## Stored data
********
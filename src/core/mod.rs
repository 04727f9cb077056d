//! Node identity and the collaborator seams every other module builds on:
//! the RPC transport ([`RpcClient`], [`RpcServer`], [`RpcService`]) and blob
//! persistence ([`BlobStore`]).
//!
//! The dispatch boundary speaks [`serde_cbor::Value`]. Typed handlers decode
//! their arguments from it and encode their results back into it with
//! [`encode`] and [`decode`]; byte-level framing stays inside whatever
//! implements the transport traits.

mod address;
mod blob;
mod transport;

pub use {
  address::Host,
  address::NodeAddress,
  blob::BlobError,
  blob::BlobStore,
  transport::decode,
  transport::encode,
  transport::RpcClient,
  transport::RpcServer,
  transport::RpcService,
  transport::ServiceError,
  transport::TransportError,
};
********
## Requirement
All of the lines above must be returned exactly.

## Exercise solution
filename src/core/mod.rs
repository 04727f9cb077056d
//! Node identity and the collaborator seams every other module builds on:
//! the RPC transport ([`RpcClient`], [`RpcServer`], [`RpcService`]) and blob
//! persistence ([`BlobStore`]).
//!
//! The dispatch boundary speaks [`serde_cbor::Value`]. Typed handlers decode
//! their arguments from it and encode their results back into it with
//! [`encode`] and [`decode`]; byte-level framing stays inside whatever
//! implements the transport traits.

mod address;
mod blob;
mod transport;

pub use {
  address::Host,
  address::NodeAddress,
  blob::BlobError,
  blob::BlobStore,
  transport::decode,
  transport::encode,
  transport::RpcClient,
  transport::RpcServer,
  transport::RpcService,
  transport::ServiceError,
  transport::TransportError,
};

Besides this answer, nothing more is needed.